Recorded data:

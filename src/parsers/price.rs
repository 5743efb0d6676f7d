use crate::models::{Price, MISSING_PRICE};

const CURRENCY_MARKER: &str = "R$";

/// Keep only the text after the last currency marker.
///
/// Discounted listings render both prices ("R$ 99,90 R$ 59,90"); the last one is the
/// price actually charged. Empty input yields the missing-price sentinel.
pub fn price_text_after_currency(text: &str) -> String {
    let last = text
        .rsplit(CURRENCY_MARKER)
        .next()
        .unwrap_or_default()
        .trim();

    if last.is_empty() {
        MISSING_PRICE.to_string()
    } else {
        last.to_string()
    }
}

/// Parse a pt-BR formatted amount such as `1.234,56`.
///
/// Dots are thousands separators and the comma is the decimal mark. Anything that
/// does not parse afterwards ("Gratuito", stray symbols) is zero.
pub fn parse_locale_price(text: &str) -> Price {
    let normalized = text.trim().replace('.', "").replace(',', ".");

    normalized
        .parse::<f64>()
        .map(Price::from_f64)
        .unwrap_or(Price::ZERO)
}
--
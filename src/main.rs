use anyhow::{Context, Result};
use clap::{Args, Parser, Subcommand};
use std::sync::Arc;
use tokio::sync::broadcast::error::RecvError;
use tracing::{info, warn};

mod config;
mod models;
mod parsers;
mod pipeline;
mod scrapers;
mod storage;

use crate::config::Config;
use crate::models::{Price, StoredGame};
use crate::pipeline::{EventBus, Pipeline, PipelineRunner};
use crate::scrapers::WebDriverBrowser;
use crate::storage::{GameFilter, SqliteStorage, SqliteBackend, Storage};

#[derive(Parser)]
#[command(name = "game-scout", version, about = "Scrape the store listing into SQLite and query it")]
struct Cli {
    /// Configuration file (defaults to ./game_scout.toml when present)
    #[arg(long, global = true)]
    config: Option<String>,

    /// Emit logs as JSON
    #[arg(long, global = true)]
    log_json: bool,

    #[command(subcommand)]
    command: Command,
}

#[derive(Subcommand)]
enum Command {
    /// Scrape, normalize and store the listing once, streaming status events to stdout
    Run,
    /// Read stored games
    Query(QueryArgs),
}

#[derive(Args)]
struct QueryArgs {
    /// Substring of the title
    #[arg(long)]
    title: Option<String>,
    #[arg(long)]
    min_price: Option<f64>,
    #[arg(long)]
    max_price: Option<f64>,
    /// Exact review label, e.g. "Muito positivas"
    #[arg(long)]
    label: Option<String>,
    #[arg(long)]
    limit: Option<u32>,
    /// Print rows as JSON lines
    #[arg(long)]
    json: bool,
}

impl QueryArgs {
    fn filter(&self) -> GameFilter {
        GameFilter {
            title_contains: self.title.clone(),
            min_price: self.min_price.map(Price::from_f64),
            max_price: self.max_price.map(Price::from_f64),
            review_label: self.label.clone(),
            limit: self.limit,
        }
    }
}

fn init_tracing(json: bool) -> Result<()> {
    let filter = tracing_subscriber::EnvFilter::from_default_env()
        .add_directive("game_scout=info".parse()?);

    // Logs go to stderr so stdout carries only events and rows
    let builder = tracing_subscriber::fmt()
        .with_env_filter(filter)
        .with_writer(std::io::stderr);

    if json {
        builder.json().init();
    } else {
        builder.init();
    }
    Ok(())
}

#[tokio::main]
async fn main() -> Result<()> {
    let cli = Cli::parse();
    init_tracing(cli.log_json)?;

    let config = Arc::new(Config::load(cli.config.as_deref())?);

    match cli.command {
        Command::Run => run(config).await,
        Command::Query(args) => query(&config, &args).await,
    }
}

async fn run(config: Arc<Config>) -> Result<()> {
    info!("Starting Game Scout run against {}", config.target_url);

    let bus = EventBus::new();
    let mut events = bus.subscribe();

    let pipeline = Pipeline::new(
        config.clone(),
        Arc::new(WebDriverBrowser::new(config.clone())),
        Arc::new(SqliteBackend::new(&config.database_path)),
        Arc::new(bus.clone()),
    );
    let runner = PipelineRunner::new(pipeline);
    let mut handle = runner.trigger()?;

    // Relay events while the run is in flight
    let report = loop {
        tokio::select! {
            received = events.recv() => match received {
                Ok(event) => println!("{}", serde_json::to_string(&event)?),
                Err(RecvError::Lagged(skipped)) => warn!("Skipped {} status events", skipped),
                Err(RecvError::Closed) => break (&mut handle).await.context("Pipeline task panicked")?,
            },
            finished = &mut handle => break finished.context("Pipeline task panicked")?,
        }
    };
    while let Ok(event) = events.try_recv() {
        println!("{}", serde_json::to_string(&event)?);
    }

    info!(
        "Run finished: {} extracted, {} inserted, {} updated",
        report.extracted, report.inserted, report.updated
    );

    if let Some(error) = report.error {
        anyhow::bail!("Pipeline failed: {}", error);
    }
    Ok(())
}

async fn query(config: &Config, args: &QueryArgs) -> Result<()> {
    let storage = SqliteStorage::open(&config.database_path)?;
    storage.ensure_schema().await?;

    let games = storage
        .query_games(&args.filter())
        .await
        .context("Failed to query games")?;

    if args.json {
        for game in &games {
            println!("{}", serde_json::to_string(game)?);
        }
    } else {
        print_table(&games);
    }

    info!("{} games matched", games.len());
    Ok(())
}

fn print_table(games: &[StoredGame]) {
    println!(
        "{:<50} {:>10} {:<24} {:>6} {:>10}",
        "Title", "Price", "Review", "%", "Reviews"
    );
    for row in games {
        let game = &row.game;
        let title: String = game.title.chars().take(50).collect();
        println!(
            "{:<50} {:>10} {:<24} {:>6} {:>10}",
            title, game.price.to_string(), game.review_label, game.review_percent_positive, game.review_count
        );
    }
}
--
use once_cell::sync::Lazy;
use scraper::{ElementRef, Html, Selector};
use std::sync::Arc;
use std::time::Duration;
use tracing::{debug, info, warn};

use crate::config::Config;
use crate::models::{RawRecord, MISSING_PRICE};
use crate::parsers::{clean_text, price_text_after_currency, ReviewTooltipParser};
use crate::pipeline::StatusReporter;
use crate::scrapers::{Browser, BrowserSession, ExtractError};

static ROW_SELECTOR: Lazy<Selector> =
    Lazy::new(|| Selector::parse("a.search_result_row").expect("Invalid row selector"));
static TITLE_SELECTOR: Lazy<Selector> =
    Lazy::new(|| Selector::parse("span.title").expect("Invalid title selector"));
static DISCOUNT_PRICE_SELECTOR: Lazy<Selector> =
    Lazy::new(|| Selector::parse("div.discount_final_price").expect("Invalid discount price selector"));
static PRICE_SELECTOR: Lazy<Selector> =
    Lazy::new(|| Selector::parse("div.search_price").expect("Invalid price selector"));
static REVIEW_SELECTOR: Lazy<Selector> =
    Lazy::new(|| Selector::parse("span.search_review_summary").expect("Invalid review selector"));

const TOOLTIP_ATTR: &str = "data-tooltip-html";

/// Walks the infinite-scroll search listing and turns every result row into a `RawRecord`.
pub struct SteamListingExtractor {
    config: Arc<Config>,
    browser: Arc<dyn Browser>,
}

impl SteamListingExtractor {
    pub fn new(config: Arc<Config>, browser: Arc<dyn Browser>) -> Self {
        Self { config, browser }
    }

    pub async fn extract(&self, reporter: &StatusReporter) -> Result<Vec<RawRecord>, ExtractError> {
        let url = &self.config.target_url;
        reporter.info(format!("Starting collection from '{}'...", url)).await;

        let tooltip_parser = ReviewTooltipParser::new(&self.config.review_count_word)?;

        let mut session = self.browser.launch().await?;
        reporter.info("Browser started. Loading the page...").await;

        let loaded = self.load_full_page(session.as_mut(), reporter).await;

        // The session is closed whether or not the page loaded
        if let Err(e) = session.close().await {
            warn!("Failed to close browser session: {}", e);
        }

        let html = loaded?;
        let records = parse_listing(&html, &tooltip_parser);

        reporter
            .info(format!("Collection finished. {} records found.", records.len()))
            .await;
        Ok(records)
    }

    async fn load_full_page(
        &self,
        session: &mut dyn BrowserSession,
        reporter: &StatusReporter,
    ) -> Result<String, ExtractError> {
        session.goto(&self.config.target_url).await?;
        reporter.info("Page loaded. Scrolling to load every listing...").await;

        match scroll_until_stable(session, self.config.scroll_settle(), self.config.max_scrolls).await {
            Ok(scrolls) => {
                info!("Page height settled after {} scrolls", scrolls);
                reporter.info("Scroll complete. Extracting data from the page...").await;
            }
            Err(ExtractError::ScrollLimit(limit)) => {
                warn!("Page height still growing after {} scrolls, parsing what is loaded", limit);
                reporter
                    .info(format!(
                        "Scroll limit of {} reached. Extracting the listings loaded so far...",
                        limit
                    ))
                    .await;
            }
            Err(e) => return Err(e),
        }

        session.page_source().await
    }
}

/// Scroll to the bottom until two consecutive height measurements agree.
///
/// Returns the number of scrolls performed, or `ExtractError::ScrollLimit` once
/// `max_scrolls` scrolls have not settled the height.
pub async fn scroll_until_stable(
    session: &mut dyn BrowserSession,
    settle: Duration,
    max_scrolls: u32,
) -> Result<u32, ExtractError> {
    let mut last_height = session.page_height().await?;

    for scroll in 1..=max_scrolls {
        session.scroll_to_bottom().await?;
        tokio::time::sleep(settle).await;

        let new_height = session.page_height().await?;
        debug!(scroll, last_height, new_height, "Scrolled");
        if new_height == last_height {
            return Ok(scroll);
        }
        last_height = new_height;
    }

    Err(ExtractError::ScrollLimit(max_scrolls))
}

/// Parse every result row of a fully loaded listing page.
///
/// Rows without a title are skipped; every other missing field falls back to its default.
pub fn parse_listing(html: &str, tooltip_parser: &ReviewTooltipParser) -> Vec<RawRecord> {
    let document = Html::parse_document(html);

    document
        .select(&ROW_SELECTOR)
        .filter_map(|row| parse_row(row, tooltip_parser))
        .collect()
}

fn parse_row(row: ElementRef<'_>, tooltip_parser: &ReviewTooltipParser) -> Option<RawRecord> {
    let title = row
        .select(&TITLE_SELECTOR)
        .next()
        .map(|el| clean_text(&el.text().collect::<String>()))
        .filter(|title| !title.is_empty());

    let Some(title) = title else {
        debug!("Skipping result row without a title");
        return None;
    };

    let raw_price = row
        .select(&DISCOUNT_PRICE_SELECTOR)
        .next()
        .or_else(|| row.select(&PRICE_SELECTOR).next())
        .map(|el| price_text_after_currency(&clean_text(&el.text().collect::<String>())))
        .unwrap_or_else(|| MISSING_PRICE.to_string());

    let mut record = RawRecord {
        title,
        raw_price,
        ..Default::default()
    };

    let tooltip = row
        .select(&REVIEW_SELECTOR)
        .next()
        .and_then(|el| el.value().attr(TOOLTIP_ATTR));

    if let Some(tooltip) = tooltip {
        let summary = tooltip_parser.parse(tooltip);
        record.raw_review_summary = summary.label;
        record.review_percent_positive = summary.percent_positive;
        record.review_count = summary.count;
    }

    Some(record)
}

_Prompt_
Show a copy of each line from the data that includes the word "async".

_Solution for this exercise_
async fn main() -> Result<()> {
async fn run(config: Arc<Config>) -> Result<()> {
async fn query(config: &Config, args: &QueryArgs) -> Result<()> {
    pub async fn extract(&self, reporter: &StatusReporter) -> Result<Vec<RawRecord>, ExtractError> {
    async fn load_full_page(
pub async fn scroll_until_stable(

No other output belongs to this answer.